§ EXERCISE GOAL
For the string "text", find every matching line in the records and copy it.

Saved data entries
───

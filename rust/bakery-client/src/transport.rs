//! The transport collaborator the bakery sends requests through.

use std::{collections::BTreeMap, sync::Arc};

use async_trait::async_trait;
use bakery_common::ConditionalSync;
use thiserror::Error;

use crate::Method;

mod http;
pub use http::*;

/// Request and response headers, keyed by name.
pub type Headers = BTreeMap<String, String>;

/// Errors produced by a [`Transport`]. Any of them means no response was
/// received, the equivalent of a zero status.
#[derive(Error, Debug)]
pub enum TransportError {
    /// The remote could not be reached
    #[error("Failed to connect: {0}")]
    ConnectionFailed(String),

    /// The request could not be built or sent
    #[error("Failed to send request: {0}")]
    RequestFailed(String),

    /// The response could not be read
    #[error("Failed to read response: {0}")]
    ResponseFailed(String),
}

/// An outgoing HTTP request.
#[derive(Debug, Clone, PartialEq, Eq)]
pub struct Request {
    /// The HTTP method
    pub method: Method,
    /// The absolute target URL
    pub url: String,
    /// Headers to send
    pub headers: Headers,
    /// Optional request body
    pub body: Option<String>,
    /// Whether to send credentials (cookies) with the request
    pub credentials: bool,
}

impl Request {
    /// The value of a header, matched case-insensitively.
    pub fn header(&self, name: &str) -> Option<&str> {
        find_header(&self.headers, name)
    }
}

/// A received HTTP response.
#[derive(Debug, Clone, PartialEq, Eq)]
pub struct Response {
    /// Status code; `0` means nothing usable was received
    pub status: u16,
    /// Response headers
    pub headers: Headers,
    /// Response body as text
    pub body: String,
}

impl Response {
    /// A response with no headers.
    pub fn new(status: u16, body: impl Into<String>) -> Self {
        Self {
            status,
            headers: Headers::new(),
            body: body.into(),
        }
    }

    /// A response carrying `value` with a JSON content type.
    pub fn json(status: u16, value: &serde_json::Value) -> Self {
        Self::new(status, value.to_string())
            .with_header("Content-Type", "application/json")
    }

    /// Add a header.
    pub fn with_header(mut self, name: impl Into<String>, value: impl Into<String>) -> Self {
        self.headers.insert(name.into(), value.into());
        self
    }

    /// The value of a header, matched case-insensitively.
    pub fn header(&self, name: &str) -> Option<&str> {
        find_header(&self.headers, name)
    }

    /// Whether the status is in the 2xx range.
    pub fn is_success(&self) -> bool {
        (200..300).contains(&self.status)
    }

    /// Whether the body could be JSON. A declared non-JSON content type rules
    /// it out; without a content type the body is given the benefit of the
    /// doubt.
    pub fn may_be_json(&self) -> bool {
        match self.header("Content-Type") {
            Some(content_type) => content_type.to_ascii_lowercase().contains("json"),
            None => true,
        }
    }
}

fn find_header<'a>(headers: &'a Headers, name: &str) -> Option<&'a str> {
    headers
        .iter()
        .find(|(key, _)| key.eq_ignore_ascii_case(name))
        .map(|(_, value)| value.as_str())
}

/// Sends HTTP requests on behalf of the bakery.
///
/// Implementations report a response for any status, including errors; only
/// failing to obtain a response at all is a [`TransportError`].
#[cfg_attr(not(target_arch = "wasm32"), async_trait)]
#[cfg_attr(target_arch = "wasm32", async_trait(?Send))]
pub trait Transport: ConditionalSync {
    /// Send `request` and return whatever the remote answered.
    async fn send(&self, request: Request) -> Result<Response, TransportError>;
}

#[cfg_attr(not(target_arch = "wasm32"), async_trait)]
#[cfg_attr(target_arch = "wasm32", async_trait(?Send))]
impl<T> Transport for Arc<T>
where
    T: Transport + ?Sized,
{
    async fn send(&self, request: Request) -> Result<Response, TransportError> {
        self.as_ref().send(request).await
    }
}

#[cfg(test)]
mod tests {
    use super::*;

    #[test]
    fn it_matches_headers_case_insensitively() {
        let response = Response::new(401, "{}").with_header("content-type", "Application/JSON");
        assert_eq!(response.header("Content-Type"), Some("Application/JSON"));
        assert!(response.may_be_json());
        assert!(!response.is_success());
    }

    #[test]
    fn it_only_rules_out_json_for_declared_non_json_bodies() {
        assert!(Response::new(500, "{}").may_be_json());
        assert!(!Response::new(500, "<html/>").with_header("Content-Type", "text/html").may_be_json());
    }
}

───

§ TASK SOLUTION
    /// Response body as text
        assert!(!Response::new(500, "<html/>").with_header("Content-Type", "text/html").may_be_json());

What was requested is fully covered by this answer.